Reindrop ha criticato pesantemente la posizione espressa da Steve Jobs sostenendo che "dire che si devono eliminare i Drm significa assumere una presa di posizione irresponsabile o, se non altro, ingenua".
Oltre al fatto che, secondo Reindrop, porta Jobs a peccare di presunzione: "sembra che parli dal sommo della montagna, dando disposizioni a noi mortali che dobbiamo eseguire i suoi ordini, lavorando con l'industria per rendere concreti questi auspici".
Non solo, perchè secondo il dirigente Microsoft, "è del tutto evidente che le strada è tracciata e che gli astri si stanno allineando in quella direzione. Jobs è il signore delle ovvietà".

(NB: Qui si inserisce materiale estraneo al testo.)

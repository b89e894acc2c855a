use serde::Serialize;

use crate::coords::Coordinate;
use crate::track::WaypointKind;

const SHADOW_URL: &str = "https://unpkg.com/leaflet@1.9.4/dist/images/marker-shadow.png";

#[derive(Debug, Clone, Copy, PartialEq, Eq, Hash, Serialize)]
#[serde(rename_all = "camelCase")]
pub enum MarkerKind {
    Start,
    End,
    Station,
    UserLocation,
}

impl From<WaypointKind> for MarkerKind {
    fn from(kind: WaypointKind) -> Self {
        match kind {
            WaypointKind::Start => Self::Start,
            WaypointKind::End => Self::End,
            WaypointKind::Station => Self::Station,
        }
    }
}

impl MarkerKind {
    pub fn parse(kind: &str) -> Option<Self> {
        match kind {
            "start" => Some(Self::Start),
            "end" => Some(Self::End),
            "station" => Some(Self::Station),
            "userLocation" => Some(Self::UserLocation),
            _ => None,
        }
    }

    pub fn style(self) -> &'static MarkerStyle {
        match self {
            Self::Start => &START,
            Self::End => &END,
            Self::Station => &STATION,
            Self::UserLocation => &USER_LOCATION,
        }
    }
}

/// Leaflet icon options for one marker kind. Sizes and anchors in pixels.
#[derive(Debug, Clone, PartialEq, Serialize)]
#[serde(rename_all = "camelCase")]
pub struct MarkerStyle {
    pub icon_url: &'static str,
    pub shadow_url: &'static str,
    pub icon_size: [u32; 2],
    pub icon_anchor: [i32; 2],
    pub popup_anchor: [i32; 2],
}

const fn pin(icon_url: &'static str) -> MarkerStyle {
    MarkerStyle {
        icon_url,
        shadow_url: SHADOW_URL,
        icon_size: [25, 41],
        icon_anchor: [12, 41],
        popup_anchor: [1, -34],
    }
}

static START: MarkerStyle = pin(
    "https://raw.githubusercontent.com/pointhi/leaflet-color-markers/master/img/marker-icon-2x-blue.png",
);
static END: MarkerStyle = pin(
    "https://raw.githubusercontent.com/pointhi/leaflet-color-markers/master/img/marker-icon-2x-red.png",
);
static STATION: MarkerStyle = pin(
    "https://raw.githubusercontent.com/pointhi/leaflet-color-markers/master/img/marker-icon-2x-gold.png",
);
static USER_LOCATION: MarkerStyle = pin(
    "https://raw.githubusercontent.com/pointhi/leaflet-color-markers/master/img/marker-icon-2x-green.png",
);

/// A geolocation sample plotted alongside the track.
#[derive(Debug, Clone, PartialEq, Serialize)]
pub struct UserLocation {
    pub position: Coordinate,
    /// Radius in meters.
    pub accuracy: f64,
    /// Popup text, e.g. "Dokładność: 12 m".
    pub popup: String,
    pub style: &'static MarkerStyle,
}

impl UserLocation {
    pub fn new(lat: f64, lon: f64, accuracy: f64) -> Self {
        let accuracy = accuracy.max(0.0);
        Self {
            position: Coordinate::new(lat, lon),
            accuracy,
            popup: format!("Dokładność: {} m", accuracy.round()),
            style: MarkerKind::UserLocation.style(),
        }
    }
}

#[cfg(test)]
mod tests {
    use super::*;

    #[test]
    fn test_each_waypoint_kind_has_distinct_icon() {
        let urls: Vec<_> = [WaypointKind::Start, WaypointKind::End, WaypointKind::Station]
            .into_iter()
            .map(|k| MarkerKind::from(k).style().icon_url)
            .collect();
        assert!(urls[0].ends_with("blue.png"));
        assert!(urls[1].ends_with("red.png"));
        assert!(urls[2].ends_with("gold.png"));
    }

    #[test]
    fn test_parse_kind() {
        assert_eq!(MarkerKind::parse("station"), Some(MarkerKind::Station));
        assert_eq!(MarkerKind::parse("userLocation"), Some(MarkerKind::UserLocation));
        assert_eq!(MarkerKind::parse("other"), None);
    }

    #[test]
    fn test_style_serialization() {
        let json = serde_json::to_value(MarkerKind::Start.style()).unwrap();
        assert_eq!(json["iconSize"], serde_json::json!([25, 41]));
        assert_eq!(json["popupAnchor"], serde_json::json!([1, -34]));
    }

    #[test]
    fn test_user_location() {
        let loc = UserLocation::new(49.85, 19.34, 12.4);
        assert_eq!(loc.popup, "Dokładność: 12 m");
        assert!(loc.style.icon_url.ends_with("green.png"));
        assert_eq!(UserLocation::new(0.0, 0.0, -5.0).accuracy, 0.0);
    }

    #[test]
    fn test_user_location_serialization() {
        let json = serde_json::to_value(UserLocation::new(49.85, 19.34, 7.6)).unwrap();
        assert_eq!(json["position"], serde_json::json!([49.85, 19.34]));
        assert_eq!(json["popup"], "Dokładność: 8 m");
        assert_eq!(json["style"]["iconSize"], serde_json::json!([25, 41]));
    }
}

Ricordiamo che solo qualche mese fa Bill Gates aveva espresso lo stesso concetto espresso da Steve Jobs sostenendo che"ci sono forti problemi con i DRM, e ci servono modelli più flessibili, come la possibilità di acquistare un artista per la vita".
Insomma, anche in questo caso più che di un'effettiva presa di posizione si tratta dell'ormai scontata battaglia, senza limiti, che si consuma a tutti i livelli tra Microsoft e Apple.